If one surrenders to the angel of death, one will be happy. The angel of death takes the past away and leaves people unburdened to live fully in the present. The Judge and Victim want people to carry their past with them, but this doesn’t allow people to fully enjoy the present. The angel of death teaches people to live in the present.
This is the book’s longest chapter, breaking down the Toltec path to freedom. While all the themes are present, The Necessity of Choice is the most prevalent. Like Chapters 2, 3, and 4, Chapter 6 is split into subsections. The first, dedicated to understanding freedom, explains freedom in contrast to the self-limiting agreements learned through domestication (which are why most adults don’t live freely) and looks forward to the new dream by comparing and contrasting the average adult’s life to a child’s freedom.
The second subsection focuses on the three masteries—Awareness, Transformation, and Intent—and explains the path to becoming Toltec. This subsection relies on The Necessity of Choice because one must choose to pursue these disciplines and can look forward to the new dream that one enjoys after mastering them.
The next section defines the Book of Law, Judge, and Victim mindset as a parasite, demonstrating how the beliefs that people form during domestication slowly kill them: “From the Toltec point of view all humans who are domesticated are sick. They are sick because there is a parasite that controls the mind and controls the brain” (101). Ruiz recalls the ideas about domestication from Chapter 1 and shows them in a more sinister light to demonstrate why people don’t live as freely as they’d like. He then introduces the choice people must make to live freely, reiterating that the choice is difficult but worthwhile:
One choice is to keep living the way we are, to surrender to the Judge and the Victim, to keep living in the dream of the planet. The second choice is to do what we do as children when parents try to domesticate us. We can rebel and say ‘No!’ We can declare a war against the parasite, a war against the Judge and the Victim, a war for our independence, a war for the right to use our own mind and our own brain (102-03).

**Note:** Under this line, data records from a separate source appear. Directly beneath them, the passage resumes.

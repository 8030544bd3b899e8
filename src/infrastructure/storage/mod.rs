pub mod content_store;
pub mod probe;
pub mod jwt;
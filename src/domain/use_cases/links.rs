use url::Url;
use uuid::Uuid;

use crate::{entities::{asset::Asset, links::Links}, errors::AppError};

/// Renders embed snippets for an asset's public identifier.
pub struct LinkFormatter;

impl LinkFormatter {
    /// `base_url` is chosen by the caller: the owner's custom domain or the
    /// scheme and host of the current request.
    pub fn format(asset: &Asset, base_url: &str) -> Result<Links, AppError> {
        Self::format_uuid(&asset.uuid, &asset.original_name, base_url)
    }

    pub fn format_uuid(uuid: &Uuid, alt: &str, base_url: &str) -> Result<Links, AppError> {
        if uuid.is_nil() {
            return Err(AppError::invalid("uuid", "Image identifier is empty"));
        }

        let base = normalize_base_url(base_url)?;
        let url = format!("{}/i/{}", base, uuid);
        let html_alt = escape_html_attribute(alt);
        let md_alt = escape_markdown_text(alt);

        Ok(Links {
            html: format!(r#"<img src="{}" alt="{}" />"#, url, html_alt),
            markdown: format!("![{}]({})", md_alt, url),
            bbcode: format!("[img]{}[/img]", url),
            markdown_with_link: format!("[![{}]({})]({})", md_alt, url, url),
            url,
        })
    }
}

/// Base for links of an owner: their custom domain when configured,
/// otherwise the request origin. Bare domains get `https://`.
pub fn link_base(custom_domain: Option<&str>, request_base: &str) -> String {
    match custom_domain {
        Some(domain) if domain.contains("://") => domain.to_string(),
        Some(domain) => format!("https://{}", domain),
        None => request_base.to_string(),
    }
}

fn normalize_base_url(raw: &str) -> Result<String, AppError> {
    let invalid = || AppError::invalid("base_url", format!("Invalid base URL: {}", raw));

    let url = Url::parse(raw.trim()).map_err(|_| invalid())?;
    let is_web = matches!(url.scheme(), "http" | "https");
    if !is_web || url.host_str().is_none() || url.query().is_some() || url.fragment().is_some() {
        return Err(invalid());
    }

    Ok(url.as_str().trim_end_matches('/').to_string())
}

fn escape_html_attribute(value: &str) -> String {
    let mut escaped = String::with_capacity(value.len());
    for c in value.chars() {
        match c {
            '&' => escaped.push_str("&amp;"),
            '"' => escaped.push_str("&quot;"),
            '<' => escaped.push_str("&lt;"),
            '>' => escaped.push_str("&gt;"),
            _ => escaped.push(c),
        }
    }
    escaped
}

fn escape_markdown_text(value: &str) -> String {
    value.replace('\\', "\\\\").replace('[', "\\[").replace(']', "\\]")
}

#[cfg(test)]
mod tests {
    use super::*;
    use crate::entities::asset::AssetInsert;
    use chrono::Utc;
    use regex::Regex;

    fn asset(name: &str) -> Asset {
        AssetInsert {
            uuid: Uuid::new_v4(),
            user_id: Uuid::new_v4(),
            file_path: "2025/03/04/0b8a2d2e-secret.png".into(),
            original_name: name.into(),
            file_size: 1,
            mime_type: "image/png".into(),
            width: 1,
            height: 1,
            content_hash: "h".into(),
            is_public: true,
            created_at: Utc::now(),
        }
        .into_asset(1)
    }

    #[test]
    fn url_uses_public_identifier_and_html_src_round_trips() {
        let asset = asset("cat.png");
        let links = LinkFormatter::format(&asset, "https://example.com").unwrap();

        assert_eq!(links.url, format!("https://example.com/i/{}", asset.uuid));
        assert!(!links.url.contains(&asset.file_path));
        assert!(!links.html.contains("secret"));

        let src = Regex::new(r#"src="([^"]+)""#).unwrap();
        let parsed = src.captures(&links.html).unwrap().get(1).unwrap().as_str();
        assert_eq!(parsed, links.url);

        assert_eq!(links.markdown, format!("![cat.png]({})", links.url));
        assert_eq!(links.bbcode, format!("[img]{}[/img]", links.url));
        assert_eq!(links.markdown_with_link, format!("[![cat.png]({0})]({0})", links.url));
    }

    #[test]
    fn trailing_slash_is_dropped_and_alt_text_escaped() {
        let asset = asset(r#"a "b" <c> [d].png"#);
        let links = LinkFormatter::format(&asset, "http://localhost:8080/").unwrap();

        assert!(links.url.starts_with("http://localhost:8080/i/"));
        assert!(links.html.contains(r#"alt="a &quot;b&quot; &lt;c&gt; [d].png""#));
        assert!(links.markdown.starts_with(r#"![a "b" <c> \[d\].png]("#));
    }

    #[test]
    fn rejects_nil_identifiers_and_malformed_bases() {
        let mut nil = asset("x.png");
        nil.uuid = Uuid::nil();
        assert!(LinkFormatter::format(&nil, "https://example.com").is_err());

        let asset = asset("x.png");
        for base in ["", "example.com", "ftp://example.com", "https://example.com/?a=b"] {
            assert!(LinkFormatter::format(&asset, base).is_err(), "{base}");
        }
    }

    #[test]
    fn custom_domain_wins_over_request_origin() {
        assert_eq!(link_base(Some("img.example.com"), "http://host"), "https://img.example.com");
        assert_eq!(link_base(Some("http://cdn.test"), "http://host"), "http://cdn.test");
        assert_eq!(link_base(None, "http://host"), "http://host");
    }
}
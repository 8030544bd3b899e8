use sqlx::PgPool;

/// Postgres-backed metadata store for assets, owners and access stats.
#[derive(Clone)]
pub struct SqlxRepo {
    pub pool: PgPool,
}

impl SqlxRepo {
    pub fn new(pool: PgPool) -> Self {
        SqlxRepo { pool }
    }
}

The rest of the chapter outlines the three approaches to fighting the parasite. Each approach primarily supports a different theme. The first approach, The Art of Transformation, relies most heavily on awareness of Self-Limiting Agreements. The second approach, The Discipline of the Warrior, aligns most closely with The Necessity of Choice to break old agreements and form new ones as well as forgive and consciously control one’s emotions. The last approach, the Initiation of the Dead, focuses on Unconditional Love and looking forward to the new dream, living fully in a present free from the Book of Law, Judge, and Victim mentality.